[Entries supplied]:
+ + + +
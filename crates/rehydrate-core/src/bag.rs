use rehydrate_value::{Container, EntityId};
use std::collections::HashMap;

/// Entities denormalized so far, by type and id.
///
/// A slot is reserved before the entity's attributes are resolved, so a reference back to an
/// entity that is still being built finds the reserved value instead of recursing.
#[derive(Debug, Clone)]
pub struct Bag<V> {
    entities: HashMap<String, HashMap<EntityId, V>>,
}

impl<V> Default for Bag<V> {
    fn default() -> Self {
        Bag {
            entities: HashMap::new(),
        }
    }
}

impl<V: Container> Bag<V> {
    pub fn new() -> Self {
        Self::default()
    }

    pub fn get(&self, key: &str, id: &EntityId) -> Option<&V> {
        self.entities.get(key)?.get(id)
    }

    pub fn contains(&self, key: &str, id: &EntityId) -> bool {
        self.get(key, id).is_some()
    }

    /// Total number of entities across all types.
    pub fn len(&self) -> usize {
        self.entities.values().map(HashMap::len).sum()
    }

    pub fn is_empty(&self) -> bool {
        self.len() == 0
    }

    /// Returns the bagged entity for `(key, id)`, building it with `build` on first sight.
    ///
    /// `build` receives the detached entity, which is already reserved under `(key, id)`, and
    /// returns it filled in. Plain entities are shallow-copied so the store is never written;
    /// persistent entities are shared as-is.
    pub fn get_or_create<F>(&mut self, key: &str, id: EntityId, entity: &V, build: F) -> V
    where
        F: FnOnce(V, &mut Bag<V>) -> V,
    {
        if let Some(existing) = self.get(key, &id) {
            log::trace!("reusing {key}/{id} from bag");
            return existing.clone();
        }
        let slot = if entity.is_persistent() {
            entity.clone()
        } else {
            entity.shallow_copy()
        };
        self.table(key).insert(id.clone(), slot.clone());
        let filled = build(slot, self);
        self.table(key).insert(id, filled.clone());
        filled
    }

    fn table(&mut self, key: &str) -> &mut HashMap<EntityId, V> {
        self.entities.entry(key.to_string()).or_default()
    }
}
+ + + +
[Your task]: Write out each line exactly, as it is shown above.

[Exercise output]:
filename crates/rehydrate-core/src/bag.rs
use rehydrate_value::{Container, EntityId};
use std::collections::HashMap;

/// Entities denormalized so far, by type and id.
///
/// A slot is reserved before the entity's attributes are resolved, so a reference back to an
/// entity that is still being built finds the reserved value instead of recursing.
#[derive(Debug, Clone)]
pub struct Bag<V> {
    entities: HashMap<String, HashMap<EntityId, V>>,
}

impl<V> Default for Bag<V> {
    fn default() -> Self {
        Bag {
            entities: HashMap::new(),
        }
    }
}

impl<V: Container> Bag<V> {
    pub fn new() -> Self {
        Self::default()
    }

    pub fn get(&self, key: &str, id: &EntityId) -> Option<&V> {
        self.entities.get(key)?.get(id)
    }

    pub fn contains(&self, key: &str, id: &EntityId) -> bool {
        self.get(key, id).is_some()
    }

    /// Total number of entities across all types.
    pub fn len(&self) -> usize {
        self.entities.values().map(HashMap::len).sum()
    }

    pub fn is_empty(&self) -> bool {
        self.len() == 0
    }

    /// Returns the bagged entity for `(key, id)`, building it with `build` on first sight.
    ///
    /// `build` receives the detached entity, which is already reserved under `(key, id)`, and
    /// returns it filled in. Plain entities are shallow-copied so the store is never written;
    /// persistent entities are shared as-is.
    pub fn get_or_create<F>(&mut self, key: &str, id: EntityId, entity: &V, build: F) -> V
    where
        F: FnOnce(V, &mut Bag<V>) -> V,
    {
        if let Some(existing) = self.get(key, &id) {
            log::trace!("reusing {key}/{id} from bag");
            return existing.clone();
        }
        let slot = if entity.is_persistent() {
            entity.clone()
        } else {
            entity.shallow_copy()
        };
        self.table(key).insert(id.clone(), slot.clone());
        let filled = build(slot, self);
        self.table(key).insert(id, filled.clone());
        filled
    }

    fn table(&mut self, key: &str) -> &mut HashMap<EntityId, V> {
        self.entities.entry(key.to_string()).or_default()
    }
}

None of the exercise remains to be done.